[x] The first paragraph in the abstract has a half sentence at the end that should be removed. ". with details such as ..."
[x] Introduction - I find the "we" in the introduction a bit weird. "we observed ..." and "we expect to discover". You are using "we" for everyone (all astronomers or humanity). But in the abstract and acknowledgements "we" is us four authors. So I find this a bit confusing and would prefer to avoid using "we" in such a general sense. I think changing to passive voice, taking on more of the role of a passive narrator, doesn't take anything away from the engaging introduction. OK?
[x] Introduction - You use the abbreviations "HE" and "VHE". If you do, you have to define them by mentioning the energy ranges.
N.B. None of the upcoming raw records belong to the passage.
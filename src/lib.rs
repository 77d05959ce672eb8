pub mod bundling;
pub mod clock;
pub mod error;
pub mod graph;
pub mod routing;

use serde::Serialize;
use wasm_bindgen::prelude::*;

use bundling::{BundlingSettingsUpdate, EdgeBundlingCalculator, bundle_stats};
use graph::{EdgeRecord, GraphInput, NodeRecord};
use routing::{CalculatorConfig, EdgeCalculator, GridConfig, PathQuality, RouteOptions};

/// Initialize panic hook for better error messages in WASM
#[wasm_bindgen(start)]
pub fn init() {
    #[cfg(target_arch = "wasm32")]
    console_error_panic_hook::set_once();
}

fn to_json<T: Serialize>(value: &T) -> Result<String, String> {
    serde_json::to_string(value).map_err(|e| e.to_string())
}

fn parse_json<'a, T: serde::Deserialize<'a>>(source: &'a str) -> Result<T, String> {
    serde_json::from_str(source).map_err(|e| error::RouterError::from(e).to_string())
}

/// Route every edge of a graph snapshot and return the routes as JSON
#[wasm_bindgen(js_name = "routeGraph")]
pub fn route_graph(graph_json: &str, quality: Option<String>) -> Result<String, String> {
    let graph = GraphInput::from_json(graph_json).map_err(|e| e.to_string())?;
    let quality = match quality.as_deref() {
        Some(name) => PathQuality::parse(name).map_err(|e| e.to_string())?,
        None => PathQuality::default(),
    };

    let mut calculator = EdgeCalculator::default();
    calculator.set_nodes(&graph.nodes);
    to_json(&calculator.route_all(&graph, quality))
}

/// Compute edge bundles for a graph snapshot
#[wasm_bindgen(js_name = "bundleGraph")]
pub fn bundle_graph(graph_json: &str, settings_json: Option<String>) -> Result<String, String> {
    let graph = GraphInput::from_json(graph_json).map_err(|e| e.to_string())?;
    let mut calculator = EdgeBundlingCalculator::default();
    if let Some(settings) = settings_json.as_deref() {
        calculator.update_settings(&parse_json::<BundlingSettingsUpdate>(settings)?);
    }
    to_json(&calculator.calculate_bundles(&graph.edges, &graph.nodes))
}

/// Routing service for one editing session.
///
/// Create it when the canvas opens and call `dispose` on teardown so pending
/// updates are dropped.
#[wasm_bindgen]
pub struct EdgeRouter {
    calculator: EdgeCalculator,
    options: RouteOptions,
}

#[wasm_bindgen]
impl EdgeRouter {
    #[wasm_bindgen(constructor)]
    pub fn new(canvas_width: f64, canvas_height: f64, cell_size: f64) -> EdgeRouter {
        let config = CalculatorConfig {
            grid: GridConfig::for_canvas(canvas_width, canvas_height, cell_size),
            ..CalculatorConfig::default()
        };
        EdgeRouter {
            calculator: EdgeCalculator::new(config),
            options: RouteOptions::default(),
        }
    }

    /// Replace every obstacle immediately
    #[wasm_bindgen(js_name = "setNodes")]
    pub fn set_nodes(&mut self, nodes_json: &str) -> Result<(), String> {
        let nodes: Vec<NodeRecord> = parse_json(nodes_json)?;
        self.calculator.set_nodes(&nodes);
        Ok(())
    }

    /// Queue moved nodes for a debounced rebuild
    #[wasm_bindgen(js_name = "updateNodesBatch")]
    pub fn update_nodes_batch(&mut self, nodes_json: &str) -> Result<(), String> {
        let nodes: Vec<NodeRecord> = parse_json(nodes_json)?;
        self.calculator.update_nodes_batch(&nodes);
        Ok(())
    }

    /// Apply pending updates whose delay has elapsed. Call from a timer.
    pub fn tick(&mut self) -> bool {
        self.calculator.poll_updates()
    }

    pub fn flush(&mut self) -> bool {
        self.calculator.flush_updates()
    }

    #[wasm_bindgen(js_name = "removeNode")]
    pub fn remove_node(&mut self, node_id: &str) {
        self.calculator.remove_node(node_id);
    }

    #[wasm_bindgen(js_name = "setPathQuality")]
    pub fn set_path_quality(&mut self, quality: &str) -> Result<(), String> {
        let quality = PathQuality::parse(quality).map_err(|e| e.to_string())?;
        if quality != self.options.quality {
            self.options.quality = quality;
            self.calculator.clear_cache();
        }
        Ok(())
    }

    #[wasm_bindgen(js_name = "pathQuality")]
    pub fn path_quality(&self) -> String {
        self.options.quality.as_str().to_string()
    }

    #[wasm_bindgen(js_name = "calculatePath")]
    pub fn calculate_path(&mut self, source_json: &str, target_json: &str) -> Result<String, String> {
        let source: NodeRecord = parse_json(source_json)?;
        let target: NodeRecord = parse_json(target_json)?;
        to_json(&self.calculator.calculate_path(&source, &target, self.options.quality))
    }

    #[wasm_bindgen(js_name = "routeEdges")]
    pub fn route_edges(&mut self, edges_json: &str, nodes_json: &str) -> Result<String, String> {
        let graph = GraphInput {
            nodes: parse_json(nodes_json)?,
            edges: parse_json::<Vec<EdgeRecord>>(edges_json)?,
        };
        to_json(&self.calculator.route_all(&graph, self.options.quality))
    }

    #[wasm_bindgen(js_name = "getCacheStats")]
    pub fn cache_stats(&self) -> Result<String, String> {
        to_json(&self.calculator.cache_stats())
    }

    #[wasm_bindgen(js_name = "clearCache")]
    pub fn clear_cache(&mut self) {
        self.calculator.clear_cache();
    }

    #[wasm_bindgen(js_name = "invalidateNode")]
    pub fn invalidate_node(&mut self, node_id: &str) -> u32 {
        self.calculator.invalidate_node(node_id) as u32
    }

    pub fn dispose(&mut self) {
        self.calculator.dispose();
    }
}

/// Bundling service for one editing session.
#[wasm_bindgen]
#[derive(Default)]
pub struct EdgeBundler {
    calculator: EdgeBundlingCalculator,
}

#[wasm_bindgen]
impl EdgeBundler {
    #[wasm_bindgen(constructor)]
    pub fn new() -> EdgeBundler {
        EdgeBundler::default()
    }

    #[wasm_bindgen(js_name = "calculateBundles")]
    pub fn calculate_bundles(&self, edges_json: &str, nodes_json: &str) -> Result<String, String> {
        let edges: Vec<EdgeRecord> = parse_json(edges_json)?;
        let nodes: Vec<NodeRecord> = parse_json(nodes_json)?;
        to_json(&self.calculator.calculate_bundles(&edges, &nodes))
    }

    #[wasm_bindgen(js_name = "updateSettings")]
    pub fn update_settings(&mut self, settings_json: &str) -> Result<(), String> {
        let update: BundlingSettingsUpdate = parse_json(settings_json)?;
        self.calculator.update_settings(&update);
        Ok(())
    }

    #[wasm_bindgen(js_name = "getSettings")]
    pub fn settings(&self) -> Result<String, String> {
        to_json(self.calculator.settings())
    }

    #[wasm_bindgen(js_name = "getBundleStats")]
    pub fn bundle_stats(&self, edges_json: &str, nodes_json: &str) -> Result<String, String> {
        let edges: Vec<EdgeRecord> = parse_json(edges_json)?;
        let nodes: Vec<NodeRecord> = parse_json(nodes_json)?;
        to_json(&bundle_stats(&self.calculator.calculate_bundles(&edges, &nodes)))
    }
}

#[cfg(test)]
mod tests {
    use super::*;

    const GRAPH: &str = r#"{
        "nodes": [
            {"id": "a", "x": 100, "y": 100, "type": "standard"},
            {"id": "b", "x": 800, "y": 300, "type": "standard"},
            {"id": "c", "x": 450, "y": 120, "type": "conditional"}
        ],
        "edges": [
            {"id": "e1", "source": "a", "target": "b"},
            {"id": "e2", "source": "a", "target": "b"}
        ]
    }"#;

    #[test]
    fn test_route_graph() {
        let json = route_graph(GRAPH, Some("smooth".into())).unwrap();
        let routes: serde_json::Value = serde_json::from_str(&json).unwrap();
        assert_eq!(routes.as_array().unwrap().len(), 2);
        assert_eq!(routes[0]["edgeId"], "e1");
        assert_eq!(routes[0]["found"], true);
        assert_eq!(routes[1]["debug"]["cached"], true);
    }

    #[test]
    fn test_route_graph_rejects_bad_input() {
        assert!(route_graph("not json", None).is_err());
        let err = route_graph(GRAPH, Some("ultra".into())).unwrap_err();
        assert_eq!(err, "Unknown path quality: ultra");
    }

    #[test]
    fn test_bundle_graph() {
        let json = bundle_graph(GRAPH, Some(r#"{"minEdgesForBundle": 2}"#.into())).unwrap();
        let bundles: serde_json::Value = serde_json::from_str(&json).unwrap();
        assert_eq!(bundles[0]["edges"].as_array().unwrap().len(), 2);
        assert_eq!(bundles[0]["controlPoints"].as_array().unwrap().len(), 3);

        let none = bundle_graph(GRAPH, None).unwrap();
        assert_eq!(none, "[]");
    }

    #[test]
    fn test_router_session() {
        let mut router = EdgeRouter::new(3000.0, 3000.0, 20.0);
        router
            .set_nodes(r#"[{"id": "a", "x": 100, "y": 100}, {"id": "b", "x": 800, "y": 300}]"#)
            .unwrap();

        let a = r#"{"id": "a", "x": 100, "y": 100}"#;
        let b = r#"{"id": "b", "x": 800, "y": 300}"#;
        router.calculate_path(a, b).unwrap();
        let cached: serde_json::Value = serde_json::from_str(&router.calculate_path(a, b).unwrap()).unwrap();
        assert_eq!(cached["debug"]["cached"], true);

        router.set_path_quality("balanced").unwrap();
        let stats: serde_json::Value = serde_json::from_str(&router.cache_stats().unwrap()).unwrap();
        assert_eq!(stats["entries"], 1);

        router.set_path_quality("fast").unwrap();
        assert_eq!(router.path_quality(), "fast");
        let stats: serde_json::Value = serde_json::from_str(&router.cache_stats().unwrap()).unwrap();
        assert_eq!(stats["entries"], 0);

        router.update_nodes_batch(r#"[{"id": "b", "x": 800, "y": 600}]"#).unwrap();
        assert!(router.flush());
        assert!(!router.tick());
        assert!(router.set_path_quality("ultra").is_err());
        router.dispose();
    }

    #[test]
    fn test_bundler_session() {
        let mut bundler = EdgeBundler::new();
        let graph = GraphInput::from_json(GRAPH).unwrap();
        let edges = serde_json::to_string(&graph.edges).unwrap();
        let nodes = serde_json::to_string(&graph.nodes).unwrap();

        assert_eq!(bundler.calculate_bundles(&edges, &nodes).unwrap(), "[]");
        bundler.update_settings(r#"{"minEdgesForBundle": 2}"#).unwrap();

        let stats: serde_json::Value = serde_json::from_str(&bundler.bundle_stats(&edges, &nodes).unwrap()).unwrap();
        assert_eq!(stats["totalBundles"], 1);
        assert_eq!(stats["bundledEdges"], 2);

        let settings: serde_json::Value = serde_json::from_str(&bundler.settings().unwrap()).unwrap();
        assert_eq!(settings["minEdgesForBundle"], 2);
    }
}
I don't care what exaclty you put, you could e.g. use MeV to 100 GeV as "HE" and > 100 GeV as VHE.
[x] Introduction - The first sentence starts with VHE, but then talks about Fermi, which is usually considered HE range. My suggestion would be start the paper with plain "The field of gamma-ray astronomy is ..." and then to only make the HE / VHE distinction in later sentences if at all (the alternative is just to say that Fermi-LAT does lower-energy gamma-rays (GeV) and ground-based telescopes do very-high-energy gamma-rays (TeV).
[x] Introduction - I find the last sentence too bold. Concretely I think the "all" is incorrect, we will never expose all gamma-ray catalogs and data (see all of the high-level data products from Fermi alone: http://fermi.gsfc.nasa.gov/ssc/data/access/lat/ ) And I also think the "prepared in a standard format" is misleading ... it suggests we process and offer for download all of the data products from Fermi and the ground-based instruments. Instead I would rephrase the last sentence and say that the goal of gamma-sky.net is to enable people to "explore" and "browse" the gamma-ray sky.